The Incredible Shrinking Man (2004) - edward
http://archive.wired.com/wired/archive/12.10/drexler.html
======
dalke
That said, Smalley opposing view was and is correct. Molecular manufacturing,
where the manufacturing systems are also on the molecular scale, just don't
work in the way that Drexler envisioned, and pushing grey goo scenarios when
even the basics don't seem possible, is a sure way to get people turned off on
nanotech - which uses huge fabbers.

In the 1990s I worked on molecular dynamics of biological systems. The
nanotech hype was large, and I looked into the idea of switching fields,
figuring that someone with my background could make some good money at it.

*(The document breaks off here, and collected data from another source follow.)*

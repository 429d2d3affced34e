pub mod heart;
pub mod stroke;

/// Points for the highest bracket whose threshold `value` reaches.
/// Brackets are `(threshold, points)` in descending threshold order.
fn bracket(value: f64, brackets: &[(f64, u32)]) -> u32 {
    brackets
        .iter()
        .find(|(threshold, _)| value >= *threshold)
        .map_or(0, |(_, points)| *points)
}

fn flag(condition: bool, points: u32) -> u32 {
    if condition { points } else { 0 }
}
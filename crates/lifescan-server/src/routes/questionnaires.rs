use axum::extract::{Path, State};
use axum::Json;
use serde::{Deserialize, Serialize};

use lifescan_core::models::answers::AnswerSet;
use lifescan_core::models::risk::RiskResult;
use lifescan_core::models::variant::ModelVariant;
use lifescan_predict::assess::{assess, Assessment};
use lifescan_questionnaire::schema::{
    Question, ValidationOutcome, ValidationReport, ValidationRule,
};
use lifescan_questionnaire::{all_questionnaires, get_questionnaire};

use crate::error::ApiError;
use crate::state::AppState;

#[derive(Serialize)]
pub struct QuestionnaireSummary {
    variant: ModelVariant,
    name: String,
    question_count: usize,
}

#[derive(Serialize)]
pub struct NumberedQuestion {
    number: usize,
    #[serde(flatten)]
    question: Question,
}

#[derive(Serialize)]
pub struct QuestionnaireDetail {
    variant: ModelVariant,
    name: String,
    total: usize,
    questions: Vec<NumberedQuestion>,
    rules: Vec<ValidationRule>,
}

#[derive(Deserialize)]
pub struct FieldEdit {
    question_id: String,
    #[serde(default)]
    value: String,
}

#[derive(Serialize)]
pub struct FormCheck {
    #[serde(flatten)]
    report: ValidationReport,
    missing: Vec<String>,
    submittable: bool,
}

pub async fn list_questionnaires() -> Json<Vec<QuestionnaireSummary>> {
    let questionnaires = all_questionnaires()
        .iter()
        .map(|q| QuestionnaireSummary {
            variant: q.variant(),
            name: q.name().to_string(),
            question_count: q.questions().len(),
        })
        .collect();
    Json(questionnaires)
}

pub async fn get_questionnaire_detail(
    Path(variant): Path<ModelVariant>,
) -> Json<QuestionnaireDetail> {
    let questionnaire = get_questionnaire(variant);
    let questions: Vec<NumberedQuestion> = questionnaire
        .questions()
        .iter()
        .filter_map(|question| {
            let number = questionnaire.position(&question.id)?;
            Some(NumberedQuestion {
                number,
                question: question.clone(),
            })
        })
        .collect();

    Json(QuestionnaireDetail {
        variant,
        name: questionnaire.name().to_string(),
        total: questions.len(),
        questions,
        rules: questionnaire.rules().to_vec(),
    })
}

/// Validate a single field edit. Unknown question ids are rejected.
pub async fn validate_field(
    Path(variant): Path<ModelVariant>,
    Json(edit): Json<FieldEdit>,
) -> Result<Json<ValidationOutcome>, ApiError> {
    let questionnaire = get_questionnaire(variant);
    if questionnaire.question(&edit.question_id).is_none() {
        return Err(ApiError::BadRequest(format!(
            "unknown question '{}' for questionnaire '{variant}'",
            edit.question_id
        )));
    }
    Ok(Json(questionnaire.validate(&edit.question_id, &edit.value)))
}

/// Whole-form check without submitting: range report plus missing answers.
pub async fn check_form(
    Path(variant): Path<ModelVariant>,
    Json(answers): Json<AnswerSet>,
) -> Json<FormCheck> {
    let questionnaire = get_questionnaire(variant);
    let report = questionnaire.validate_all(&answers);
    let missing = questionnaire.missing_answers(&answers);
    Json(FormCheck {
        submittable: report.is_clean() && missing.is_empty(),
        report,
        missing,
    })
}

/// Local fallback scoring only, behind the same submit gate.
pub async fn score_answers(
    Path(variant): Path<ModelVariant>,
    Json(answers): Json<AnswerSet>,
) -> Result<Json<RiskResult>, ApiError> {
    get_questionnaire(variant).check_submission(&answers)?;
    Ok(Json(lifescan_risk::score(variant, &answers)))
}

/// Full submit: gate, prediction service, fallback on failure.
pub async fn assess_answers(
    State(state): State<AppState>,
    Path(variant): Path<ModelVariant>,
    Json(answers): Json<AnswerSet>,
) -> Result<Json<Assessment>, ApiError> {
    let client = state.client.clone();
    let assessment =
        tokio::task::spawn_blocking(move || assess(&client, variant, &answers)).await??;
    Ok(Json(assessment))
}
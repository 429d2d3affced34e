//! lifescan-core
//!
//! Pure domain types shared by the questionnaire engine, the fallback risk
//! model, the prediction client and the HTTP server. No I/O here.

pub mod error;
pub mod models;
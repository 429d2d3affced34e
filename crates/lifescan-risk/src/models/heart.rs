use lifescan_core::models::answers::AnswerSet;
use lifescan_core::models::risk::{Recommendation, RiskTier};
use lifescan_core::models::variant::ModelVariant;

use super::{bracket, flag};
use crate::RiskModel;

/// Heart fallback rules.
///
/// Diagnosed heart disease +3, age +2/+1 at 60/50, chest pain ASY +2 or
/// ATA +1, exercise angina +2, Oldpeak +2/+1 at 2/1.
pub struct HeartRisk;

fn exercise_angina(answers: &AnswerSet) -> bool {
    answers.is("ExerciseAngina", "Y")
}

impl RiskModel for HeartRisk {
    fn variant(&self) -> ModelVariant {
        ModelVariant::Heart
    }

    fn points(&self, answers: &AnswerSet) -> u32 {
        let chest_pain = match answers.get("ChestPainType") {
            Some("ASY") => 2,
            Some("ATA") => 1,
            _ => 0,
        };
        flag(answers.is("HeartDisease", "1"), 3)
            + bracket(answers.whole_or_zero("Age") as f64, &[(60.0, 2), (50.0, 1)])
            + chest_pain
            + flag(exercise_angina(answers), 2)
            + bracket(answers.number_or_zero("Oldpeak"), &[(2.0, 2), (1.0, 1)])
    }

    fn factors(&self, answers: &AnswerSet) -> Vec<&'static str> {
        let checks = [
            (answers.is("HeartDisease", "1"), "Diagnosed heart disease"),
            (exercise_angina(answers), "Exercise-induced angina"),
            (answers.is("ST_Slope", "Down"), "Downsloping ST segment"),
            (answers.is("ChestPainType", "ASY"), "Asymptomatic chest pain"),
            (answers.number_or_zero("Oldpeak") >= 2.0, "Significant ST depression"),
            (answers.whole_or_zero("Age") >= 60, "Age as a risk factor"),
        ];
        checks
            .into_iter()
            .filter_map(|(hit, factor)| hit.then_some(factor))
            .collect()
    }

    fn paragraph(&self, tier: RiskTier) -> &'static str {
        match tier {
            RiskTier::Low => {
                "The analysis compares your cardiac parameters with normal values established in \
                 large health studies. In your case the results are within the usual ranges, so \
                 there are no signs of elevated risk at this time."
            }
            RiskTier::Medium => {
                "The analysis combines several indicators of your heart and detects values that \
                 deviate from healthy ones. When these factors appear together they increase the \
                 chance of a cardiac problem. Your results show patterns that deserve medical \
                 attention to rule out risks and act in time."
            }
            RiskTier::High => {
                "The model examines how your data relate to each other, not only each value on its \
                 own. Trained on thousands of real cases, it identifies configurations that may \
                 indicate risk before obvious symptoms appear. In this evaluation the system \
                 detects relevant patterns worth reviewing with a professional."
            }
        }
    }

    fn insight(&self, answers: &AnswerSet) -> Option<&'static str> {
        if exercise_angina(answers) && answers.is("ST_Slope", "Down") {
            return Some(
                "Exercise-induced angina together with a downsloping ST segment are findings that \
                 merit a specialised cardiology evaluation.",
            );
        }
        if answers.number_or_zero("Cholesterol") > 240.0 && answers.is("FastingBS", "1") {
            return Some(
                "High cholesterol and fasting glucose point to a metabolic profile that benefits \
                 from comprehensive management.",
            );
        }
        None
    }

    fn targeted_recommendations(&self, answers: &AnswerSet) -> Vec<Recommendation> {
        let mut recommendations = Vec::new();
        if exercise_angina(answers) {
            recommendations.push(Recommendation::new(
                "🏃",
                "Supervised exercise",
                "Do physical activity under specialised medical supervision",
            ));
        }
        if answers.number_or_zero("Cholesterol") > 200.0 {
            recommendations.push(Recommendation::new(
                "🥑",
                "Heart-healthy diet",
                "Adopt a diet low in saturated fat and rich in fibre",
            ));
        }
        if answers.is("FastingBS", "1") {
            recommendations.push(Recommendation::new(
                "📈",
                "Glycaemic control",
                "Monitor your glucose levels and follow nutritional advice",
            ));
        }
        recommendations
    }
}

Only to find that all the plans and simulations I saw seemed to be in vacuum,
and assumed the diamond parts were effectively like steel machine parts, with
no van der Waal forces or charges or cruft in the way. I still think those who
propose nanotech fabbers have little understanding of small-scale
physics/chemistry.

A summary of the debate between Drexler and Smalley is at
[http://en.wikipedia.org/wiki/Drexler%E2%80%93Smalley_debate_...](http://en.wikipedia.org/wiki/Drexler%E2%80%93Smalley_debate_on_molecular_nanotechnology)
.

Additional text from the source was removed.